Fraser claims the district court abused its discretion by denying his motion to strike portions of the presentence investigation report (PSI). Fraser argues the PSI improperly included information regarding his juvenile conduct and related adjudication. He argues the information was based on highly suspect and impalpable evidence because the PSI writer did not have access to his juvenile records and the information was provided by Fraser's sisters, who were the mothers of Fraser's previous victims.
The argument Fraser presents on appeal is different than what he presented to the district court.1 An appellant “cannot change [the] theory underlying an assignment of error on appeal.” Ford v. Warden, 111 Nev. 872, 884, 901 P.2d 123, 130 (1995).
Even were we to review Fraser's claim for plain error as we would an otherwise forfeited error, Fraser fails to demonstrate the PSI contained information based on impalpable or highly suspect evidence. See Jeremias v. State, 134 Nev. 46, 50, 412 P.3d 43, 48 (2018) (reviewing otherwise forfeited error for plain error and outlining the elements of plain error review); Sasser v. State, 130 Nev. 387, 392, 324 P.3d 1221, 124 (2014) (“A defendant's PSI must not include information based on impalpable or highly suspect evidence.” (internal quotation marks omitted)). The PSI included information indicating Fraser had molested his young nieces and nephews when he was a juvenile and had been adjudicated a delinquent for this conduct. This information was provided to the sheriff's office by Fraser's sisters, who were the mothers of Fraser's prior victims, and was largely corroborated by Fraser's admissions during his psychosexual evaluation that he had molested his nieces and nephews as a juvenile and had been adjudicated a delinquent for that conduct.2 Thus, Fraser fails to demonstrate the PSI contained information that was based on impalpable or highly suspect evidence. See Zana v. State, 125 Nev. 541, 545-46, 216 P.3d 244, 247 (2009) (noting a sealing order erases the official record of an individual's involvement with the criminal justice system, “not his actual conduct and certainly not his conduct's effect on others”). Accordingly, we conclude Frasier has not demonstrated the district court plainly erred by denying his motion to strike.3
Fraser also claims the district court abused its discretion at sentencing because it relied on impalpable and highly suspect evidence. Specifically, he argues his juvenile conduct was impalpable and highly suspect evidence because it was not supported by his juvenile records. The district court has wide discretion in its sentencing decision. See Houk v. State, 103 Nev. 659, 664, 747 P.2d 1376, 1379 (1987). Generally, this court will not interfere with a sentence imposed by the district court that falls within the parameters of relevant sentencing statutes “[s]o long as the record does not demonstrate prejudice resulting from consideration of information or accusations founded on facts supported only by impalpable or highly suspect evidence.” Silks v. State, 92 Nev. 91, 94, 545 P.2d 1159, 1161 (1976); see Cameron v. State, 114 Nev. 1281, 1283, 968 P.2d 1169, 1171 (1998).
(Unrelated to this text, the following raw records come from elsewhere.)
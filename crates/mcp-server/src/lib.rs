//! Asana MCP Server
//!
//! Exposes Asana workspaces, projects and tasks to AI agents via MCP.
//!
//! ## Tools
//!
//! - `search` - Find projects or tasks in a workspace by name
//! - `fetch` - Read one project (with sections and custom fields) or task
//!
//! ## Resources
//!
//! - `asana://workspace/{gid}` - one resource per workspace
//! - `asana://project/{project_gid}` - template for project details
//!
//! ## Usage
//!
//! Add to your MCP client configuration:
//! ```json
//! {
//!   "mcpServers": {
//!     "asana": {
//!       "command": "asana-mcp",
//!       "env": { "ASANA_ACCESS_TOKEN": "<personal access token>" }
//!     }
//!   }
//! }
//! ```

pub mod config;
pub mod connector;
pub mod cursor;
pub mod diagnostics;
pub mod error;
pub mod format;
mod project;
pub mod resources;
pub mod service;

#[cfg(test)]
mod test_support;

pub use config::ServerConfig;
pub use connector::ConnectorHandlers;
pub use diagnostics::{DiagnosticSink, LogSink};
/// In-memory sink for tests that drive the server in-process.
pub use diagnostics::MemorySink;
pub use error::HandlerError;
pub use resources::ResourceHandlers;
pub use service::AsanaMcpService;

use anyhow::Result;
use asana_client::HttpAsanaClient;
use rmcp::transport::stdio;
use rmcp::ServiceExt;
use std::sync::Arc;

pub async fn main_entry() -> Result<()> {
    // Configure logging to stderr only (stdout is for MCP protocol)
    env_logger::Builder::from_env(env_logger::Env::default().default_filter_or("warn"))
        .target(env_logger::Target::Stderr)
        .init();

    let config = ServerConfig::from_env()?;
    log::debug!("Loaded configuration: {config:?}");
    let client = HttpAsanaClient::new(config.client_config())?;

    log::info!("Starting Asana MCP server");

    let service = AsanaMcpService::new(Arc::new(client), Arc::new(LogSink));
    let server = service.serve(stdio()).await?;

    server.waiting().await?;

    log::info!("Asana MCP server stopped");
    Ok(())
}
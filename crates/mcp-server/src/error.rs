use crate::cursor::CursorError;
use asana_client::AsanaError;
use std::fmt;
use thiserror::Error;

pub type Result<T> = std::result::Result<T, HandlerError>;

#[derive(Debug, Clone, Copy, PartialEq, Eq)]
pub enum RecordKind {
    Workspace,
    Project,
    Task,
}

impl fmt::Display for RecordKind {
    fn fmt(&self, f: &mut fmt::Formatter<'_>) -> fmt::Result {
        f.write_str(match self {
            Self::Workspace => "Workspace",
            Self::Project => "Project",
            Self::Task => "Task",
        })
    }
}

#[derive(Error, Debug)]
pub enum HandlerError {
    #[error("Missing required parameters: {}", .0.join(", "))]
    MissingParameters(Vec<&'static str>),

    #[error("Unsupported search type: {0}")]
    UnsupportedSearchType(String),

    #[error("Unsupported fetch type: {0}")]
    UnsupportedFetchType(String),

    #[error("Invalid cursor: {0}")]
    InvalidCursor(#[from] CursorError),

    #[error("Invalid resource URI format: {0}")]
    InvalidResourceUri(String),

    #[error("{kind} not found: {gid}")]
    NotFound { kind: RecordKind, gid: String },

    #[error("Failed to read project: {source}")]
    ProjectRead {
        project_gid: String,
        #[source]
        source: Box<HandlerError>,
    },

    #[error("Asana API error: {0}")]
    Upstream(#[from] AsanaError),

    #[error("Failed to serialize response: {0}")]
    Serialize(#[from] serde_json::Error),
}

impl HandlerError {
    pub fn not_found(kind: RecordKind, gid: &str) -> Self {
        Self::NotFound {
            kind,
            gid: gid.to_string(),
        }
    }

    /// Stable machine-readable code for error envelopes.
    pub fn code(&self) -> &'static str {
        match self {
            Self::MissingParameters(_) => "invalid_request",
            Self::UnsupportedSearchType(_) | Self::UnsupportedFetchType(_) => "unsupported_type",
            Self::InvalidCursor(_) => "invalid_cursor",
            Self::InvalidResourceUri(_) => "invalid_uri",
            Self::NotFound { .. } => "not_found",
            Self::ProjectRead { source, .. } => source.code(),
            Self::Upstream(_) => "upstream",
            Self::Serialize(_) => "internal",
        }
    }

    /// The caller sent something we can never serve; retrying will not help.
    pub fn is_invalid_request(&self) -> bool {
        match self {
            Self::MissingParameters(_)
            | Self::UnsupportedSearchType(_)
            | Self::UnsupportedFetchType(_)
            | Self::InvalidCursor(_)
            | Self::InvalidResourceUri(_) => true,
            Self::ProjectRead { source, .. } => source.is_invalid_request(),
            Self::NotFound { .. } | Self::Upstream(_) | Self::Serialize(_) => false,
        }
    }

    pub fn is_not_found(&self) -> bool {
        match self {
            Self::NotFound { .. } => true,
            Self::ProjectRead { source, .. } => source.is_not_found(),
            _ => false,
        }
    }

    pub fn hint(&self) -> Option<&'static str> {
        match self {
            Self::MissingParameters(_) => Some("search needs type, workspace and query; fetch needs id and type"),
            Self::UnsupportedSearchType(_) | Self::UnsupportedFetchType(_) => {
                Some("type must be 'project' or 'task'")
            }
            Self::InvalidCursor(_) => Some("pass nextPage.cursor from the previous response unchanged"),
            Self::InvalidResourceUri(_) => {
                Some("use asana://workspace/{gid} or asana://project/{gid}")
            }
            _ => None,
        }
    }
}
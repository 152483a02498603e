use anyhow::{anyhow, Context as _, Result};
use asana_client::{AsanaClientConfig, DEFAULT_BASE_URL, DEFAULT_TIMEOUT};
use std::fmt;
use std::time::Duration;

pub const ACCESS_TOKEN_ENV: &str = "ASANA_ACCESS_TOKEN";
pub const BASE_URL_ENV: &str = "ASANA_BASE_URL";
pub const TIMEOUT_ENV: &str = "ASANA_TIMEOUT_MS";

/// Process configuration, read once at startup.
#[derive(Clone)]
pub struct ServerConfig {
    pub access_token: String,
    pub base_url: String,
    pub timeout: Duration,
}

impl fmt::Debug for ServerConfig {
    fn fmt(&self, f: &mut fmt::Formatter<'_>) -> fmt::Result {
        f.debug_struct("ServerConfig")
            .field("access_token", &"<redacted>")
            .field("base_url", &self.base_url)
            .field("timeout", &self.timeout)
            .finish()
    }
}

fn non_empty(value: Option<String>) -> Option<String> {
    value
        .map(|value| value.trim().to_string())
        .filter(|value| !value.is_empty())
}

impl ServerConfig {
    pub fn from_env() -> Result<Self> {
        Self::from_lookup(|key| std::env::var(key).ok())
    }

    pub fn from_lookup(lookup: impl Fn(&str) -> Option<String>) -> Result<Self> {
        let access_token = non_empty(lookup(ACCESS_TOKEN_ENV))
            .ok_or_else(|| anyhow!("{ACCESS_TOKEN_ENV} must be set to an Asana personal access token"))?;

        let base_url = non_empty(lookup(BASE_URL_ENV))
            .unwrap_or_else(|| DEFAULT_BASE_URL.to_string());

        let timeout = match non_empty(lookup(TIMEOUT_ENV)) {
            Some(raw) => {
                let millis: u64 = raw
                    .parse()
                    .with_context(|| format!("{TIMEOUT_ENV} must be a number of milliseconds, got {raw:?}"))?;
                if millis == 0 {
                    anyhow::bail!("{TIMEOUT_ENV} must be greater than zero");
                }
                Duration::from_millis(millis)
            }
            None => DEFAULT_TIMEOUT,
        };

        Ok(Self {
            access_token,
            base_url,
            timeout,
        })
    }

    pub fn client_config(&self) -> AsanaClientConfig {
        AsanaClientConfig {
            access_token: self.access_token.clone(),
            base_url: self.base_url.clone(),
            timeout: self.timeout,
        }
    }
}
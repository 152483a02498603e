//! Normalized shapes of Asana records as returned to clients.
//!
//! These are built per request from raw upstream JSON and never mutated after
//! construction.

use schemars::JsonSchema;
use serde::{Deserialize, Serialize};

#[derive(Debug, Clone, PartialEq, Eq, Serialize, Deserialize, JsonSchema)]
pub struct NormalizedWorkspace {
    pub name: Option<String>,
    pub id: Option<String>,
    #[serde(rename = "type")]
    pub resource_type: Option<String>,
    pub is_organization: Option<bool>,
    pub email_domains: Option<Vec<String>>,
}

/// `{gid, name}` reference to a related record.
#[derive(Debug, Clone, PartialEq, Eq, Serialize, Deserialize, JsonSchema)]
pub struct RecordRef {
    pub gid: Option<String>,
    pub name: Option<String>,
}

#[derive(Debug, Clone, PartialEq, Eq, Serialize, Deserialize, JsonSchema)]
pub struct NormalizedSection {
    pub gid: Option<String>,
    pub name: Option<String>,
    pub created_at: Option<String>,
}

#[derive(Debug, Clone, PartialEq, Eq, Serialize, Deserialize, JsonSchema)]
pub struct EnumOption {
    pub gid: Option<String>,
    pub name: Option<String>,
}

#[derive(Debug, Clone, PartialEq, Eq, Serialize, Deserialize, JsonSchema)]
pub struct NormalizedCustomField {
    pub gid: Option<String>,
    pub name: Option<String>,
    /// Asana `resource_type` of the field (normally "custom_field").
    #[serde(rename = "type")]
    pub resource_type: Option<String>,
    /// Asana field type: enum, multi_enum, number, text, date, people, ...
    pub field_type: Option<String>,
    pub description: Option<String>,
    /// Enabled options, only for enum and multi_enum fields.
    #[serde(default, skip_serializing_if = "Option::is_none")]
    pub enum_options: Option<Vec<EnumOption>>,
    /// Only for number fields.
    #[serde(default, skip_serializing_if = "Option::is_none")]
    pub precision: Option<i64>,
}

#[derive(Debug, Clone, PartialEq, Eq, Serialize, Deserialize, JsonSchema)]
pub struct NormalizedProject {
    pub name: Option<String>,
    pub id: Option<String>,
    #[serde(rename = "type")]
    pub resource_type: Option<String>,
    pub created_at: Option<String>,
    pub modified_at: Option<String>,
    pub archived: bool,
    pub public: bool,
    pub notes: Option<String>,
    pub color: Option<String>,
    pub default_view: Option<String>,
    pub due_date: Option<String>,
    pub due_on: Option<String>,
    pub start_on: Option<String>,
    pub workspace: Option<RecordRef>,
    pub team: Option<RecordRef>,
    pub sections: Vec<NormalizedSection>,
    pub custom_fields: Vec<NormalizedCustomField>,
}

#[cfg(test)]
mod tests {
    use super::*;
    use pretty_assertions::assert_eq;
    use serde_json::json;

    #[test]
    fn custom_field_omits_inapplicable_extras() {
        let field = NormalizedCustomField {
            gid: Some("1".to_string()),
            name: Some("Notes".to_string()),
            resource_type: Some("custom_field".to_string()),
            field_type: Some("text".to_string()),
            description: None,
            enum_options: None,
            precision: None,
        };
        assert_eq!(
            serde_json::to_value(&field).unwrap(),
            json!({
                "gid": "1",
                "name": "Notes",
                "type": "custom_field",
                "field_type": "text",
                "description": null
            })
        );
    }

    #[test]
    fn workspace_keeps_nulls() {
        let workspace = NormalizedWorkspace {
            name: Some("Acme".to_string()),
            id: Some("9".to_string()),
            resource_type: None,
            is_organization: None,
            email_domains: None,
        };
        assert_eq!(
            serde_json::to_value(&workspace).unwrap(),
            json!({
                "name": "Acme",
                "id": "9",
                "type": null,
                "is_organization": null,
                "email_domains": null
            })
        );
    }
}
Fraser's sentence of 48 to 120 months’ imprisonment is within the parameters provided by the relevant statutes. See NRS 201.560(4)(a). And, as stated above, Fraser does not demonstrate that the information regarding his conduct as a juvenile was based on impalpable or highly suspect evidence. Having considered the sentence and the crime, we conclude the district court did not abuse its discretion in sentencing Fraser. Accordingly, we
ORDER the judgment of conviction AFFIRMED.
Bulla, C.J.
Gibbons, J.
Westbrook, J.
FOOTNOTES
1. Below, Fraser argued: (1) that NRS 62H.170(1)(a) states sealed juvenile adjudications are deemed to never have occurred, that the sheriff's office violated his rights by including information related to the prior adjudications in the police reports, and that this information should not have been presented to the court in the PSI; (2) that a juvenile adjudication is not the same as a criminal conviction and should not have been included; (3) that information regarding Fraser's conduct as a juvenile was included in the offense synopsis and not the criminal history portion of the PSI; and (4) that the information was improper victim impact testimony. Fraser does not raise these claims on appeal and we do not consider them.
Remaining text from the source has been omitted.